> [Exercise] The first line of the entries through the line bearing "arbitrary perpendicular axis.": copy these lines exactly and return nothing else.

=== Section Start ===

//! Vector helpers shared by agents and steering behaviors.
//!
//! Everything works on `glam::Vec3`.  "Approximately zero" uses a single
//! framework-wide [`EPSILON`] so the composition pipeline and the behaviors
//! agree on what counts as "no force".

use glam::{Quat, Vec3};

/// Magnitude below which a scalar or vector is treated as zero.
pub const EPSILON: f32 = 1e-5;

#[inline]
pub fn approx_zero(x: f32) -> bool {
    x.abs() < EPSILON
}

#[inline]
pub fn is_zero_vec(v: Vec3) -> bool {
    v.length_squared() < EPSILON * EPSILON
}

/// Shorten `v` to at most `max_len`, keeping its direction.
#[inline]
pub fn clamp_magnitude(v: Vec3, max_len: f32) -> Vec3 {
    let max_len = max_len.max(0.0);
    let len_sq = v.length_squared();
    if len_sq > max_len * max_len {
        v * (max_len / len_sq.sqrt())
    } else {
        v
    }
}

/// Spherical interpolation between two directions.
///
/// Both inputs are normalised first; `t` is clamped to `[0, 1]`.  The
/// anti-parallel case rotates around an arbitrary perpendicular axis.
pub fn slerp_direction(from: Vec3, to: Vec3, t: f32) -> Vec3 {
    let from = from.normalize_or_zero();
    let to = to.normalize_or_zero();
    if is_zero_vec(from) {
        return to;
    }
    if is_zero_vec(to) {
        return from;
    }
    let rotation = Quat::from_rotation_arc(from, to);
    (Quat::IDENTITY.slerp(rotation, t.clamp(0.0, 1.0)) * from).normalize_or_zero()
}

// ── AxisMask ──────────────────────────────────────────────────────────────────

/// Per-axis movement mask.  A disabled axis receives no position delta and no
/// orientation change along it.
#[derive(Copy, Clone, Debug, PartialEq, Eq)]
#[cfg_attr(feature = "serde", derive(serde::Serialize, serde::Deserialize))]
pub struct AxisMask {
    pub x: bool,
    pub y: bool,
    pub z: bool,
}

impl AxisMask {
    pub const ALL: AxisMask = AxisMask { x: true, y: true, z: true };
    /// Ground-plane movement: no vertical component.
    pub const PLANAR: AxisMask = AxisMask { x: true, y: false, z: true };

    pub fn as_vec3(self) -> Vec3 {
        Vec3::new(
            if self.x { 1.0 } else { 0.0 },
            if self.y { 1.0 } else { 0.0 },
            if self.z { 1.0 } else { 0.0 },
        )
    }

    /// Zero out the components of `v` along disabled axes.
    #[inline]
    pub fn apply(self, v: Vec3) -> Vec3 {
        v * self.as_vec3()
    }
}

impl Default for AxisMask {
    fn default() -> Self {
        AxisMask::ALL
    }
}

=== Section End ===

> [Response box]
//! Vector helpers shared by agents and steering behaviors.
//!
//! Everything works on `glam::Vec3`.  "Approximately zero" uses a single
//! framework-wide [`EPSILON`] so the composition pipeline and the behaviors
//! agree on what counts as "no force".

use glam::{Quat, Vec3};

/// Magnitude below which a scalar or vector is treated as zero.
pub const EPSILON: f32 = 1e-5;

#[inline]
pub fn approx_zero(x: f32) -> bool {
    x.abs() < EPSILON
}

#[inline]
pub fn is_zero_vec(v: Vec3) -> bool {
    v.length_squared() < EPSILON * EPSILON
}

/// Shorten `v` to at most `max_len`, keeping its direction.
#[inline]
pub fn clamp_magnitude(v: Vec3, max_len: f32) -> Vec3 {
    let max_len = max_len.max(0.0);
    let len_sq = v.length_squared();
    if len_sq > max_len * max_len {
        v * (max_len / len_sq.sqrt())
    } else {
        v
    }
}

/// Spherical interpolation between two directions.
///
/// Both inputs are normalised first; `t` is clamped to `[0, 1]`.  The
/// anti-parallel case rotates around an arbitrary perpendicular axis.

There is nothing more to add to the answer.